Mario Gargiulo

Personal information
- Date of birth: 26 March 1996 (age 30)
- Place of birth: Naples, Italy
- Height: 1.85 m (6 ft 1 in)
- Position: Midfielder

Team information
- Current team: Campobasso
- Number: 5

Youth career
- 0000–2014: Brescia

Senior career*
- Years: Team / Apps / (Gls)
- 2013–2014: Brescia / 0 / (0)
- 2014–2017: Chievo / 0 / (0)
- 2014–2015: → Brescia (loan) / 6 / (0)
- 2015–2016: → Bassano (loan) / 4 / (0)
- 2016–2017: → Lucchese (loan) / 21 / (0)
- 2017–2018: Pontedera / 36 / (1)
- 2018–2019: Imolese / 39 / (3)
- 2019–2021: Cittadella / 57 / (9)
- 2021–2022: Lecce / 32 / (3)
- 2022–2024: Modena / 15 / (0)
- 2023: → Pisa (loan) / 12 / (1)
- 2024–2025: Foggia / 18 / (0)
- 2025: Cosenza / 17 / (1)
- 2025–: Campobasso / 34 / (3)

= Mario Gargiulo =

Italian footballer

Mario Gargiulo (born 26 March 1996) is an Italian footballer who plays as a midfielder for club Campobasso.

== Club career ==
Gargiulo is a youth exponent from Brescia Calcio. He made his debut on 30 August 2014 against Frosinone Calcio in a Serie B game.
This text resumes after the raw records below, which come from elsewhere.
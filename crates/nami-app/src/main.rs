//! NamiBot binary - composition root.
//!
//! 1. Parse CLI flags and load configuration from TOML
//! 2. Install the tracing subscriber
//! 3. Build the Wikipedia source (or the offline stand-in)
//! 4. Build the response engine and hand it to the chosen adapter

mod cli;
mod console;
mod demo;

use std::io::Write;
use std::path::Path;
use std::time::Duration;

use clap::Parser;

use nami_chat::{EngineConfig, RandomPicker, ResponseEngine};
use nami_core::{DocumentSource, NamiConfig, UnavailableSource};
use nami_wiki::WikiSource;

use cli::{CliArgs, Command};
use console::ChatExit;

pub type AppResult<T = ()> = Result<T, Box<dyn std::error::Error>>;

/// Pick the document source for this run.
///
/// Falls back to `UnavailableSource` when lookups are disabled or the client
/// cannot be built, so the conversation still works offline.
fn build_source(config: &NamiConfig) -> Box<dyn DocumentSource> {
    if !config.source.enabled {
        tracing::info!("Document source disabled, running offline");
        return Box::new(UnavailableSource);
    }
    match WikiSource::new(&config.source) {
        Ok(source) => {
            tracing::info!(endpoint = %source.endpoint(), "Wikipedia source initialized");
            Box::new(source)
        }
        Err(e) => {
            tracing::warn!(error = %e, "Wikipedia source unavailable");
            Box::new(UnavailableSource)
        }
    }
}

fn build_engine(config: &NamiConfig, seed: Option<u64>) -> nami_core::Result<ResponseEngine> {
    let picker = match seed {
        Some(seed) => RandomPicker::seeded(seed),
        None => RandomPicker::new(),
    };
    let engine = ResponseEngine::new(
        EngineConfig::from(&config.bot),
        build_source(config),
        Box::new(picker),
    )?;
    Ok(engine)
}

/// Write the default configuration to `path`.
///
/// An existing file is kept unless `force` is set.
fn init_config(path: &Path, force: bool) -> AppResult {
    if path.exists() && !force {
        println!(
            "Configuration already exists at {} (use --force to overwrite)",
            path.display()
        );
        return Ok(());
    }
    NamiConfig::default().save(path)?;
    println!("Wrote default configuration to {}", path.display());
    Ok(())
}

#[tokio::main]
async fn main() -> AppResult {
    let args = CliArgs::parse();

    // Config.
    let config_file = args.resolve_config_path();
    let mut config = NamiConfig::load_or_default(&config_file);
    args.apply_overrides(&mut config);
    config.validate()?;

    // Tracing.
    let level = args.resolve_log_level(&config.general.log_level);
    tracing_subscriber::fmt()
        .with_env_filter(
            tracing_subscriber::EnvFilter::try_from_default_env()
                .unwrap_or_else(|_| tracing_subscriber::EnvFilter::new(&level)),
        )
        .with_writer(std::io::stderr)
        .init();

    tracing::info!("Starting NamiBot v{}", env!("CARGO_PKG_VERSION"));
    tracing::debug!(path = %config_file.display(), "Configuration resolved");

    if let Command::InitConfig { force } = args.command() {
        return init_config(&config_file, force);
    }

    let engine = build_engine(&config, args.seed)?;

    match args.command() {
        Command::Chat => {
            if console::run_chat(engine).await? == ChatExit::Interrupted {
                // A reply may still be running on the blocking pool; do not wait for it.
                std::io::stdout().flush()?;
                std::process::exit(0);
            }
        }
        Command::Demo { delay_ms } => {
            demo::run_demo(engine, Duration::from_millis(delay_ms)).await?
        }
        Command::Ask { text } => {
            let bot_name = engine.bot_name().to_string();
            let (_, reply) = console::respond_blocking(engine, text.join(" ")).await?;
            println!("{}: {}", bot_name, reply);
        }
        Command::InitConfig { .. } => {}
    }

    Ok(())
}
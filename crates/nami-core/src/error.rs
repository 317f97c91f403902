use thiserror::Error;

/// Top-level error type for NamiBot.
///
/// Subsystem crates define their own error types and implement
/// `From<SubsystemError> for NamiError` so that `?` works across crate
/// boundaries in the binary.
#[derive(Debug, Error)]
#[non_exhaustive]
pub enum NamiError {
    #[error("Configuration error: {0}")]
    Config(String),

    #[error("Document source error: {0}")]
    Source(String),

    #[error("I/O error: {0}")]
    Io(#[from] std::io::Error),
}

impl From<toml::de::Error> for NamiError {
    fn from(err: toml::de::Error) -> Self {
        NamiError::Config(err.to_string())
    }
}

impl From<toml::ser::Error> for NamiError {
    fn from(err: toml::ser::Error) -> Self {
        NamiError::Config(err.to_string())
    }
}

/// A specialized `Result` type for NamiBot operations.
pub type Result<T> = std::result::Result<T, NamiError>;

#[cfg(test)]
mod tests {
    use super::*;

    #[test]
    fn test_error_display() {
        let cases: Vec<(NamiError, &str)> = vec![
            (
                NamiError::Config("missing field".to_string()),
                "Configuration error: missing field",
            ),
            (
                NamiError::Source("agent build failed".to_string()),
                "Document source error: agent build failed",
            ),
        ];

        for (error, expected) in cases {
            assert_eq!(error.to_string(), expected);
        }
    }

    #[test]
    fn test_io_error_conversion() {
        let io_err = std::io::Error::new(std::io::ErrorKind::NotFound, "file not found");
        let nami_err: NamiError = io_err.into();
        assert!(matches!(nami_err, NamiError::Io(_)));
        assert!(nami_err.to_string().starts_with("I/O error:"));
        assert!(nami_err.to_string().contains("file not found"));
    }

    #[test]
    fn test_error_from_toml_de() {
        let err: std::result::Result<toml::Value, _> = toml::from_str("invalid = [[[");
        let nami_err: NamiError = err.unwrap_err().into();
        assert!(matches!(nami_err, NamiError::Config(_)));
    }

    #[test]
    fn test_result_type_with_question_mark() {
        fn inner() -> Result<String> {
            let io_result: std::result::Result<i32, std::io::Error> = Ok(42);
            let value = io_result?;
            Ok(value.to_string())
        }

        assert_eq!(inner().unwrap(), "42");
    }
}
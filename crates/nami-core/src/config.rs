use std::path::Path;

use serde::{Deserialize, Serialize};
use tracing::{info, warn};

use crate::error::{NamiError, Result};

/// Top-level configuration for NamiBot.
///
/// Loaded from `~/.namibot/config.toml` by default. Every section falls back
/// to its defaults when omitted.
#[derive(Debug, Clone, Default, Serialize, Deserialize)]
pub struct NamiConfig {
    #[serde(default)]
    pub general: GeneralConfig,
    #[serde(default)]
    pub bot: BotConfig,
    #[serde(default)]
    pub source: SourceConfig,
}

impl NamiConfig {
    /// Load configuration from a TOML file.
    ///
    /// Returns an error if the file cannot be read, parsed, or fails validation.
    pub fn load(path: &Path) -> Result<Self> {
        let content = std::fs::read_to_string(path)?;
        let config: NamiConfig = toml::from_str(&content)?;
        config.validate()?;
        info!("Configuration loaded from {}", path.display());
        Ok(config)
    }

    /// Load configuration from a TOML file, falling back to defaults if the
    /// file does not exist or cannot be parsed.
    pub fn load_or_default(path: &Path) -> Self {
        match Self::load(path) {
            Ok(config) => config,
            Err(e) => {
                warn!(
                    "Failed to load config from {}: {}. Using defaults.",
                    path.display(),
                    e
                );
                Self::default()
            }
        }
    }

    /// Save the current configuration to a TOML file.
    pub fn save(&self, path: &Path) -> Result<()> {
        if let Some(parent) = path.parent() {
            std::fs::create_dir_all(parent)?;
        }
        let content = toml::to_string_pretty(self)?;
        std::fs::write(path, content)?;
        info!("Configuration saved to {}", path.display());
        Ok(())
    }

    /// Reject values the engine or the document source cannot work with.
    pub fn validate(&self) -> Result<()> {
        if self.bot.name.trim().is_empty() {
            return Err(NamiError::Config("bot.name must not be empty".into()));
        }
        if self.bot.summary_max_chars == 0 {
            return Err(NamiError::Config(
                "bot.summary_max_chars must be greater than 0".into(),
            ));
        }
        if self.source.language.trim().is_empty() {
            return Err(NamiError::Config("source.language must not be empty".into()));
        }
        if self.source.timeout_secs == 0 {
            return Err(NamiError::Config(
                "source.timeout_secs must be greater than 0".into(),
            ));
        }
        Ok(())
    }
}

/// General application settings.
#[derive(Debug, Clone, Serialize, Deserialize)]
#[serde(default)]
pub struct GeneralConfig {
    /// Log level: trace, debug, info, warn, error.
    pub log_level: String,
}

impl Default for GeneralConfig {
    fn default() -> Self {
        Self {
            log_level: "warn".to_string(),
        }
    }
}

/// Conversational persona settings.
#[derive(Debug, Clone, Serialize, Deserialize)]
#[serde(default)]
pub struct BotConfig {
    /// Name the bot introduces itself with.
    pub name: String,
    /// Display name used until the user introduces themselves.
    pub default_user_name: String,
    /// Summary length cap, in characters, before an ellipsis is appended.
    pub summary_max_chars: usize,
}

impl Default for BotConfig {
    fn default() -> Self {
        Self {
            name: "NamiBot".to_string(),
            default_user_name: "User".to_string(),
            summary_max_chars: 600,
        }
    }
}

/// Encyclopedic document source settings.
#[derive(Debug, Clone, Serialize, Deserialize)]
#[serde(default)]
pub struct SourceConfig {
    /// Whether lookups go to the network at all.
    pub enabled: bool,
    /// Wikipedia language edition, e.g. "en" or "de".
    pub language: String,
    /// MediaWiki action API endpoint. Empty means derive it from `language`.
    pub api_url: String,
    /// User-Agent header sent with every request.
    pub user_agent: String,
    /// Connect/read/write timeout for a single HTTP request.
    pub timeout_secs: u64,
}

impl Default for SourceConfig {
    fn default() -> Self {
        Self {
            enabled: true,
            language: "en".to_string(),
            api_url: String::new(),
            user_agent: "NamiBot/1.0 (https://github.com/namibot/namibot)".to_string(),
            timeout_secs: 10,
        }
    }
}

impl SourceConfig {
    /// The effective API endpoint.
    pub fn endpoint(&self) -> String {
        if self.api_url.trim().is_empty() {
            format!("https://{}.wikipedia.org/w/api.php", self.language.trim())
        } else {
            self.api_url.trim().to_string()
        }
    }
}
On 2 July 2019, he signed with Cittadella.

On 21 July 2022, Gargiulo signed a three-year contract with Modena. On 31 January 2023, he was loaned to Pisa, with an option to buy.

On 29 August 2024, Gargiulo joined Foggia.

On 15 January 2025, Gargiulo moved to Cosenza in Serie B on a one-and-a-half-year deal.